Q: What input format will be used for this feature?

A: The input format for this feature will be Tab-Separated Values (TSV): Variant<TAB>Inheritance<TAB>Segregation. This format will allow users to easily provide the required information alongside each variant.

Q: How will the extra information be parsed during batch processing?

A: During batch processing, the extra information provided by the user will be parsed using the updated input parsing logic in BatchView.vue. This logic will handle multi-column input (e.g., TSV) and define default values if inheritance/segregation are missing for a row.

Q: What scores will be calculated for each variant?

A: The following scores will be calculated for each variant:

  • Gene Score: using the GeneCard logic
  • Inheritance Score: using the parsed pattern/segregation and the logic from InheritanceCard.vue
  • Combined NCS Score: using the logic from CombinedScoreCard.vue

Q: How will the calculated scores be included in the downloadable output?

A: The calculated scores will be included in the downloadable output file (JSON, CSV, TSV) using the updated output generation (downloadFile logic in BatchView.vue).

Q: What tasks need to be completed to implement this feature?

A: The following tasks need to be completed to implement this feature:

  • Define and document the expected input format
  • Update parsing logic in BatchView.vue
  • Integrate calls to fetch Gene Score within the batch loop
  • Integrate Inheritance Score calculation logic
  • Integrate Combined NCS calculation logic
  • Update output generation to include score columns for all formats
  • Add error handling for score calculation failures

Q: What is the motivation behind this feature?

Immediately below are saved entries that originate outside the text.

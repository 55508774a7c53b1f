#![allow(dead_code)]

use std::fs;
use std::path::{Path, PathBuf};
use std::process::{Command, ExitStatus};
use std::sync::Arc;
use std::time::{SystemTime, UNIX_EPOCH};

use log_space_reclaimer::core::config::Config;
use log_space_reclaimer::core::errors::Result;
use log_space_reclaimer::daemon::loop_main::ReclaimDaemon;
use log_space_reclaimer::daemon::signals::SignalHandler;
use log_space_reclaimer::platform::pal::{MockPlatform, Platform, VolumeStats};

// ──────────────────── CLI runner ────────────────────

pub struct CmdResult {
    pub status: ExitStatus,
    pub stdout: String,
    pub stderr: String,
    pub log_path: PathBuf,
}

fn now_millis() -> u128 {
    SystemTime::now()
        .duration_since(UNIX_EPOCH)
        .map_or(0, |d| d.as_millis())
}

fn sanitize(name: &str) -> String {
    name.chars()
        .map(|c| if c.is_ascii_alphanumeric() { c } else { '_' })
        .collect()
}

fn resolve_bin_path() -> PathBuf {
    if let Ok(path) = std::env::var("CARGO_BIN_EXE_lsr") {
        return PathBuf::from(path);
    }

    let fallback = std::env::current_exe()
        .ok()
        .and_then(|p| p.parent().map(PathBuf::from))
        .and_then(|deps| deps.parent().map(PathBuf::from))
        .map(|debug_dir| debug_dir.join("lsr"));

    match fallback {
        Some(path) if path.exists() => path,
        _ => panic!("unable to resolve lsr binary path for integration test"),
    }
}

/// Run the `lsr` binary with an isolated HOME and extra environment, keeping a transcript.
pub fn run_cli_case(case_name: &str, home: &Path, env: &[(&str, &str)], args: &[&str]) -> CmdResult {
    let root = std::env::temp_dir().join("lsr-test-logs");
    fs::create_dir_all(&root).expect("create temp test log dir");

    let log_path = root.join(format!("{}-{}.log", sanitize(case_name), now_millis()));
    let bin_path = resolve_bin_path();

    let mut command = Command::new(&bin_path);
    command
        .args(args)
        .env("HOME", home)
        .env("RUST_BACKTRACE", "1")
        .env_remove("LSR_OUTPUT_FORMAT");
    for (key, value) in env {
        command.env(key, value);
    }
    let output = command.output().expect("execute lsr command");

    let stdout = String::from_utf8_lossy(&output.stdout).to_string();
    let stderr = String::from_utf8_lossy(&output.stderr).to_string();

    let log_content = format!(
        "case={case_name}\nbin={}\nargs={args:?}\nenv={env:?}\nstatus={}\n----- stdout -----\n{stdout}\n----- stderr -----\n{stderr}\n",
        bin_path.display(),
        output.status,
    );
    fs::write(&log_path, log_content).expect("write test log");

    CmdResult {
        status: output.status,
        stdout,
        stderr,
        log_path,
    }
}

// ──────────────────── log root fixtures ────────────────────

pub const ROUTE: &str = "0000002a--3f9c0e1b7d";

/// A second route that sorts after [`ROUTE`].
pub const LATER_ROUTE: &str = "0000002b--8e41d0a2c5";

pub fn segment_name(n: u64) -> String {
    route_segment_name(ROUTE, n)
}

pub fn route_segment_name(route: &str, n: u64) -> String {
    format!("{route}--{n}")
}

/// A temporary log root populated with recorder-shaped entries.
pub struct LogRoot {
    dir: tempfile::TempDir,
}

impl LogRoot {
    pub fn new() -> Self {
        Self {
            dir: tempfile::tempdir().expect("create log root"),
        }
    }

    pub fn path(&self) -> &Path {
        self.dir.path()
    }

    pub fn join(&self, name: &str) -> PathBuf {
        self.dir.path().join(name)
    }

    pub fn exists(&self, name: &str) -> bool {
        fs::symlink_metadata(self.join(name)).is_ok()
    }

    pub fn segment(&self, n: u64) -> PathBuf {
        self.route_segment(ROUTE, n)
    }

    pub fn route_segment(&self, route: &str, n: u64) -> PathBuf {
        let dir = self.join(&route_segment_name(route, n));
        fs::create_dir_all(&dir).expect("create segment");
        fs::write(dir.join("rlog"), b"log data").expect("write rlog");
        fs::write(dir.join("fcamera.hevc"), vec![0_u8; 256]).expect("write video");
        dir
    }

    pub fn locked_segment(&self, n: u64) -> PathBuf {
        let dir = self.segment(n);
        fs::write(dir.join("rlog.lock"), b"").expect("write lock marker");
        dir
    }

    /// A preserved segment, or `None` when the filesystem rejects user xattrs.
    pub fn preserved_segment(&self, n: u64) -> Option<PathBuf> {
        self.preserved_route_segment(ROUTE, n)
    }

    pub fn preserved_route_segment(&self, route: &str, n: u64) -> Option<PathBuf> {
        let dir = self.route_segment(route, n);
        xattr::set(&dir, "user.preserve", b"1").ok()?;
        Some(dir)
    }

    pub fn special(&self, name: &str) -> PathBuf {
        let dir = self.join(name);
        fs::create_dir_all(&dir).expect("create special dir");
        fs::write(dir.join("dump"), b"x").expect("write special content");
        dir
    }

    pub fn file(&self, name: &str) -> PathBuf {
        let path = self.join(name);
        fs::write(&path, b"stray").expect("write stray file");
        path
    }

    pub fn symlink(&self, name: &str, target: &Path) -> PathBuf {
        let path = self.join(name);
        std::os::unix::fs::symlink(target, &path).expect("create symlink");
        path
    }

    pub fn fifo(&self, name: &str) -> PathBuf {
        let path = self.join(name);
        nix::unistd::mkfifo(&path, nix::sys::stat::Mode::S_IRWXU).expect("create fifo");
        path
    }
}

// ──────────────────── platforms & daemons ────────────────────

/// Reports the volume as full until at most `recovered_at` entries remain.
pub struct EntryCountPlatform {
    pub root: PathBuf,
    pub recovered_at: usize,
}

impl Platform for EntryCountPlatform {
    fn volume_stats(&self, _path: &Path) -> Result<VolumeStats> {
        let remaining = fs::read_dir(&self.root).map_or(0, Iterator::count);
        let free = if remaining <= self.recovered_at { 50 } else { 1 };
        Ok(VolumeStats::new(free, 100, 4096))
    }
}

pub fn always_full() -> MockPlatform {
    MockPlatform::new(VolumeStats::new(1, 100, 4096))
}

pub fn test_config(root: &Path) -> Config {
    let mut config = Config::default();
    config.layout.log_root = root.to_path_buf();
    config.reclaim.poll_interval_ms = 20;
    config.reclaim.reclaim_pause_ms = 0;
    config
}

pub fn daemon_with(root: &Path, platform: Arc<dyn Platform>) -> ReclaimDaemon {
    ReclaimDaemon::with_components(test_config(root), platform, SignalHandler::detached(), None)
        .expect("valid test config")
}

/// Names of the deleted entries, in deletion order.
pub fn names(paths: &[PathBuf]) -> Vec<String> {
    paths
        .iter()
        .filter_map(|p| p.file_name())
        .map(|n| n.to_string_lossy().into_owned())
        .collect()
}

A: The motivation behind this feature is to provide the full scoring context for batched variants, significantly increasing the utility of the batch processing feature for variant prioritization. By enabling users to provide inheritance pattern and segregation probability alongside each variant, and calculating the corresponding scores, this feature enhances the overall user experience and provides more accurate results.

Q: What are the benefits of this feature?

A: The benefits of this feature include:

  • Enhanced user experience
  • More accurate results
  • Increased utility of the batch processing feature for variant prioritization

Q: What are the potential challenges or limitations of this feature?

A: The potential challenges or limitations of this feature include:

  • Complexity of implementing the scoring logic
  • Potential errors in parsing the extra information
  • Limited in the input format

Q: How will this feature be tested and validated?

A: This feature will be tested and validated through a combination of unit tests, integration tests, and manual testing. The feature will be thoroughly reviewed to ensure that it meets the requirements and is free of errors.